Aside from the occupation of state media channels, the RSF raided the offices of the newspapers El Hirak El Siyasi, El Madaniya and the Sudanese Communist Party's El Midan and shot and injured photojournalists Faiz Abubakr and Ali Shata. On 16 June 2023, Al Jazeera journalists Osama Sayed Ahmed and Ahmed El Buseili were shot by snipers in Khartoum, while the RSF detained two of the channel's other reporters, Ahmed Fadl and Rashid Gibril, in Khartoum on 16 May, and subsequently looted Fadl's residence. On 21 March 2025, an RSF drone strike on the Republican Palace in Khartoum killed six journalists, including two military reporters and four members of a Sudan TV crew.

== Sexual violence ==
In July 2024, Human Rights Watch (HRW) released a report which stated that sexual violence in Khartoum has been "widespread." The report states that most of this violence has been committed by the RSF, but states that the SAF have also participated in crimes against humanity. The report states that countless women and girls have been raped, gang raped, forced into marriage and experienced sexual slavery. In November 2024, the UN Independent International Fact-Finding Mission reiterated similar findings to the HRW. Several cases resulted in death for the victim. In at least 4 instances, female health workers were subjected to sexual violence. While most reported cases of sexual violence have been against females, there were reports against men and boys as well.

On 3 August 2023, Amnesty International released a report detailing sexual violence against women and girls as young as 12, targeted attacks on civilian facilities such as hospitals and churches, and looting.

Doctors in Sudanese hospitals reported a drastic increase in rape reports during the battle, especially in Bahri. By June 2023, twelve incidents of sexual violence against 37 women were reported to UNHCR since the fighting began, with many of the incidents against young girls.

== Theft and looting ==
The RSF and Arab militias were said to have committed robberies. During April 2023, the RSF was reported to have looted some residential areas in Khartoum, with residents of the Khartoum 2 area telling the BBC that the RSF had been going house-to-house demanding water and food. Residents in Khartoum State expressed concerns about widespread theft and pillaging, coupled with the complete lack of police presence and law enforcement." In May and June, residents in Omdurman said that widespread looting took place at the Libyan Souq, while the Somali embassy in Khartoum was ransacked and looted by RSF fighters.

On 17 September 2023, the SAF accused the RSF of setting fire to the Greater Nile Petroleum Oil Company Tower, as well as looting and burning the Khartoum Sahel and Sahara Bank tower.

== Reaction ==
The United Nations and various human rights organisations have condemned these actions, labelling them as potential war crimes. Reports indicate that the RSF's tactics in Khartoum were part of a broader strategy of terrorising the civilian population, aiming to suppress dissent and control the city through fear.

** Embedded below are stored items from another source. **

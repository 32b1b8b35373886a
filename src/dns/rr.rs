//! Typed DNS resource records and lookup status, replacing the tagged
//! void-pointer union the C reference hands around with a sum type per RR
//! kind carrying owned strings/addresses.

use std::net::{Ipv4Addr, Ipv6Addr};
use std::time::Duration;

/// The RR type being asked for or carried in an answer.
#[derive(Debug, Copy, Clone, PartialEq, Eq, Hash)]
pub enum RecordType {
    A,
    Aaaa,
    Mx,
    Txt,
    Ptr,
    /// Query every type a mechanism might need in one shot (used by `ptr`
    /// validation, which needs both A and AAAA depending on client family).
    Any,
}

/// The outcome of a lookup. A resolver never returns a null RR: absence is
/// always encoded here rather than by an `Option` at the call site, so every
/// link of the chain can cache and propagate it uniformly.
#[derive(Debug, Copy, Clone, PartialEq, Eq)]
pub enum DnsStatus {
    Success,
    HostNotFound,
    NoData,
    /// The underlying resolver could not complete the query right now; the
    /// interpreter surfaces this as `temperror`.
    TryAgain,
}

impl DnsStatus {
    pub fn is_success(self) -> bool {
        matches!(self, DnsStatus::Success)
    }

    pub fn is_transient(self) -> bool {
        matches!(self, DnsStatus::TryAgain)
    }
}

/// One payload entry of a resource record, tagged by the RR kind that
/// produced it.
#[derive(Debug, Clone, PartialEq)]
pub enum RData {
    A(Ipv4Addr),
    Aaaa(Ipv6Addr),
    Mx { preference: u16, exchange: String },
    Txt(String),
    Ptr(String),
}

/// A resolved (or failed) answer for one `(domain, type)` query.
#[derive(Debug, Clone, PartialEq)]
pub struct ResourceRecord {
    pub domain: String,
    pub rtype: RecordType,
    pub status: DnsStatus,
    pub ttl: Duration,
    pub data: Vec<RData>,
}

impl ResourceRecord {
    pub fn success(domain: impl Into<String>, rtype: RecordType, ttl: Duration, data: Vec<RData>) -> Self {
        Self {
            domain: domain.into(),
            rtype,
            status: DnsStatus::Success,
            ttl,
            data,
        }
    }

    pub fn not_found(domain: impl Into<String>, rtype: RecordType) -> Self {
        Self {
            domain: domain.into(),
            rtype,
            status: DnsStatus::HostNotFound,
            ttl: Duration::from_secs(0),
            data: Vec::new(),
        }
    }

    pub fn no_data(domain: impl Into<String>, rtype: RecordType) -> Self {
        Self {
            domain: domain.into(),
            rtype,
            status: DnsStatus::NoData,
            ttl: Duration::from_secs(0),
            data: Vec::new(),
        }
    }

    pub fn try_again(domain: impl Into<String>, rtype: RecordType) -> Self {
        Self {
            domain: domain.into(),
            rtype,
            status: DnsStatus::TryAgain,
            ttl: Duration::from_secs(0),
            data: Vec::new(),
        }
    }

    /// Every TXT string among this answer's payload entries, in order.
    pub fn txt_strings(&self) -> impl Iterator<Item = &str> {
        self.data.iter().filter_map(|d| match d {
            RData::Txt(s) => Some(s.as_str()),
            _ => None,
        })
    }

    pub fn a_addrs(&self) -> impl Iterator<Item = Ipv4Addr> + '_ {
        self.data.iter().filter_map(|d| match d {
            RData::A(a) => Some(*a),
            _ => None,
        })
    }

    pub fn aaaa_addrs(&self) -> impl Iterator<Item = Ipv6Addr> + '_ {
        self.data.iter().filter_map(|d| match d {
            RData::Aaaa(a) => Some(*a),
            _ => None,
        })
    }

    pub fn mx_exchanges(&self) -> impl Iterator<Item = &str> {
        self.data.iter().filter_map(|d| match d {
            RData::Mx { exchange, .. } => Some(exchange.as_str()),
            _ => None,
        })
    }

    pub fn ptr_names(&self) -> impl Iterator<Item = &str> {
        self.data.iter().filter_map(|d| match d {
            RData::Ptr(p) => Some(p.as_str()),
            _ => None,
        })
    }
}
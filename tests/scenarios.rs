//! Black-box integration tests driving the public API only, covering the
//! scenario table and universal properties from the specification this
//! engine implements: budget respect, the loopback short-circuit, and
//! deterministic error-mechanism synthesis.

use std::sync::Arc;

use spf::dns::rr::RecordType;
use spf::dns::zone::ZoneResolver;
use spf::{query_mailfrom, Reason, Request, Server, Verdict};

fn server_with_zone(build: impl FnOnce(&mut ZoneResolver)) -> Server {
    let mut zone = ZoneResolver::new();
    build(&mut zone);
    Server::new(Arc::new(zone), "mail.example.com")
}

#[test]
fn scenario_ip4_pass_and_fail() {
    let server = server_with_zone(|z| {
        z.set_txt("d", "v=spf1 ip4:192.0.2.0/24 -all");
    });

    let pass = query_mailfrom(&server, &Request::new("192.0.2.3".parse().unwrap(), "helo", "a@d"));
    assert_eq!(pass.verdict, Verdict::Pass);
    assert_eq!(pass.reason, Reason::Mechanism);

    let fail = query_mailfrom(&server, &Request::new("198.51.100.1".parse().unwrap(), "helo", "a@d"));
    assert_eq!(fail.verdict, Verdict::Fail);
}

#[test]
fn scenario_include_chain_passes() {
    let server = server_with_zone(|z| {
        z.set_txt("d", "v=spf1 include:other.example -all");
        z.set_txt("other.example", "v=spf1 ip4:203.0.113.0/24 -all");
    });
    let resp = query_mailfrom(&server, &Request::new("203.0.113.5".parse().unwrap(), "helo", "a@d"));
    assert_eq!(resp.verdict, Verdict::Pass);
}

#[test]
fn scenario_redirect_inherits_sub_verdict() {
    let server = server_with_zone(|z| {
        z.set_txt("d", "v=spf1 redirect=other.example");
        z.set_txt("other.example", "v=spf1 -all");
    });
    let resp = query_mailfrom(&server, &Request::new("192.0.2.1".parse().unwrap(), "helo", "a@d"));
    assert_eq!(resp.verdict, Verdict::Fail);
}

#[test]
fn scenario_missing_record_is_none_with_failure_reason() {
    let server = server_with_zone(|_| {});
    let resp = query_mailfrom(&server, &Request::new("192.0.2.1".parse().unwrap(), "helo", "a@d"));
    assert_eq!(resp.verdict, Verdict::None);
    assert_eq!(resp.reason, Reason::Failure);
}

#[test]
fn scenario_try_again_surfaces_as_temperror() {
    let server = server_with_zone(|z| {
        z.set_try_again("d", RecordType::Txt);
    });
    let resp = query_mailfrom(&server, &Request::new("192.0.2.1".parse().unwrap(), "helo", "a@d"));
    assert_eq!(resp.verdict, Verdict::TempError);
}

#[test]
fn property_loopback_short_circuits_without_dns_lookups() {
    let server = server_with_zone(|_| {});
    for ip in ["127.0.0.1", "127.55.0.9", "::1"] {
        let resp = query_mailfrom(&server, &Request::new(ip.parse().unwrap(), "helo", "a@d"));
        assert_eq!(resp.verdict, Verdict::Pass);
        assert_eq!(resp.reason, Reason::Localhost);
        assert_eq!(resp.dns_mechanisms_used, 0);
    }
}

#[test]
fn property_dns_budget_is_never_exceeded() {
    let server = server_with_zone(|z| {
        z.set_txt(
            "d",
            "v=spf1 a a a a a a a a a a a a a a a -all",
        );
        z.set_a("d", &["192.0.2.1".parse().unwrap()]);
    });
    let resp = query_mailfrom(&server, &Request::new("203.0.113.1".parse().unwrap(), "helo", "a@d"));
    assert_eq!(resp.verdict, Verdict::PermError);
    assert!(resp.dns_mechanisms_used <= 10);
}

#[test]
fn property_compile_error_yields_permerror() {
    let server = server_with_zone(|z| {
        z.set_txt("d", "v=spf1 not-a-real-mechanism -all");
    });
    let resp = query_mailfrom(&server, &Request::new("192.0.2.1".parse().unwrap(), "helo", "a@d"));
    assert_eq!(resp.verdict, Verdict::PermError);
    assert!(!resp.errors.is_empty());
}

#[test]
fn property_sanitize_strips_control_bytes_from_rendered_strings() {
    let server = server_with_zone(|z| {
        z.set_txt("d", "v=spf1 ip4:192.0.2.0/24 -all");
    });
    let resp = query_mailfrom(&server, &Request::new("198.51.100.1".parse().unwrap(), "helo\x01evil", "a@d"));
    let header = resp.received_spf.unwrap();
    assert!(header.chars().all(|c| (' '..='~').contains(&c)));
}
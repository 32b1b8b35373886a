//! Fuzz entry points, kept callable as plain functions (as the teacher
//! does) rather than behind a `cargo-fuzz` target, so they stay part of the
//! ordinary build. Each takes raw bytes and never panics on malformed
//! input: the compiler and interpreter are expected to turn anything
//! syntactically hostile into a `permerror`/`SpfError`, never a crash.

use std::collections::HashMap;
use std::net::{IpAddr, Ipv4Addr};
use std::sync::Arc;

use lazy_static::lazy_static;

use crate::dns::zone::ZoneResolver;
use crate::record::compile::compile;
use crate::spf::macro_eval::evaluate_macro;
use crate::spf::MacroVariable;

lazy_static! {
    static ref DEFAULT_OPTIONS_MAP: HashMap<MacroVariable, &'static str> = {
        let mut m = HashMap::new();
        m.insert(MacroVariable::Sender, "sender");
        m.insert(MacroVariable::ReceivingDomain, "a.b.c.d");
        m
    };
}

/// Exercises the macro lexer/expander directly with arbitrary text.
pub fn fuzz_evaluate_macro(data: &[u8]) {
    if let Ok(text) = std::str::from_utf8(data) {
        let _ = evaluate_macro(&*DEFAULT_OPTIONS_MAP, text);
    }
}

/// Exercises the record compiler with arbitrary TXT content. Never panics;
/// on any syntax error the compiler itself already reduces to the synthetic
/// `?all` record rather than propagating.
pub fn fuzz_compile(data: &[u8]) {
    if let Ok(text) = std::str::from_utf8(data) {
        let _ = compile(text, 10);
    }
}

/// Exercises the interpreter end-to-end: treats the fuzzed bytes as the
/// target domain's TXT record and runs a full `query_mailfrom` against it
/// with a fixed client/envelope, using the synthetic zone resolver so no
/// real DNS I/O happens.
pub fn fuzz_interpret(data: &[u8]) {
    let Ok(text) = std::str::from_utf8(data) else {
        return;
    };
    let mut zone = ZoneResolver::new();
    zone.set_txt("d", text);
    let server = crate::server::Server::new(Arc::new(zone), "mail.example.com");
    let request = crate::request::Request::new(
        IpAddr::V4(Ipv4Addr::new(192, 0, 2, 1)),
        "helo.example",
        "a@d",
    );
    let _ = crate::interpreter::query_mailfrom(&server, &request);
}

#[cfg(test)]
mod tests {
    use super::*;

    #[test]
    fn fuzz_entry_points_never_panic_on_arbitrary_bytes() {
        let samples: &[&[u8]] = &[
            b"",
            b"v=spf1",
            b"v=spf1 -all",
            b"v=spf1 %{",
            b"\xff\xfe\x00",
            b"v=spf1 include:include:include -all",
        ];
        for sample in samples {
            fuzz_evaluate_macro(sample);
            fuzz_compile(sample);
            fuzz_interpret(sample);
        }
    }
}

On 3 August 2023, Amnesty International released its report on the conflict. Titled Death Came To Our Home: War Crimes and Civilian Suffering In Sudan, it documented "mass civilian casualties in both deliberate and indiscriminate attacks" by both the SAF and the RSF, particularly in Khartoum and West Darfur. It also detailed sexual violence against women and girls as young as 12, targeted attacks on civilian facilities such as hospitals and churches, and looting.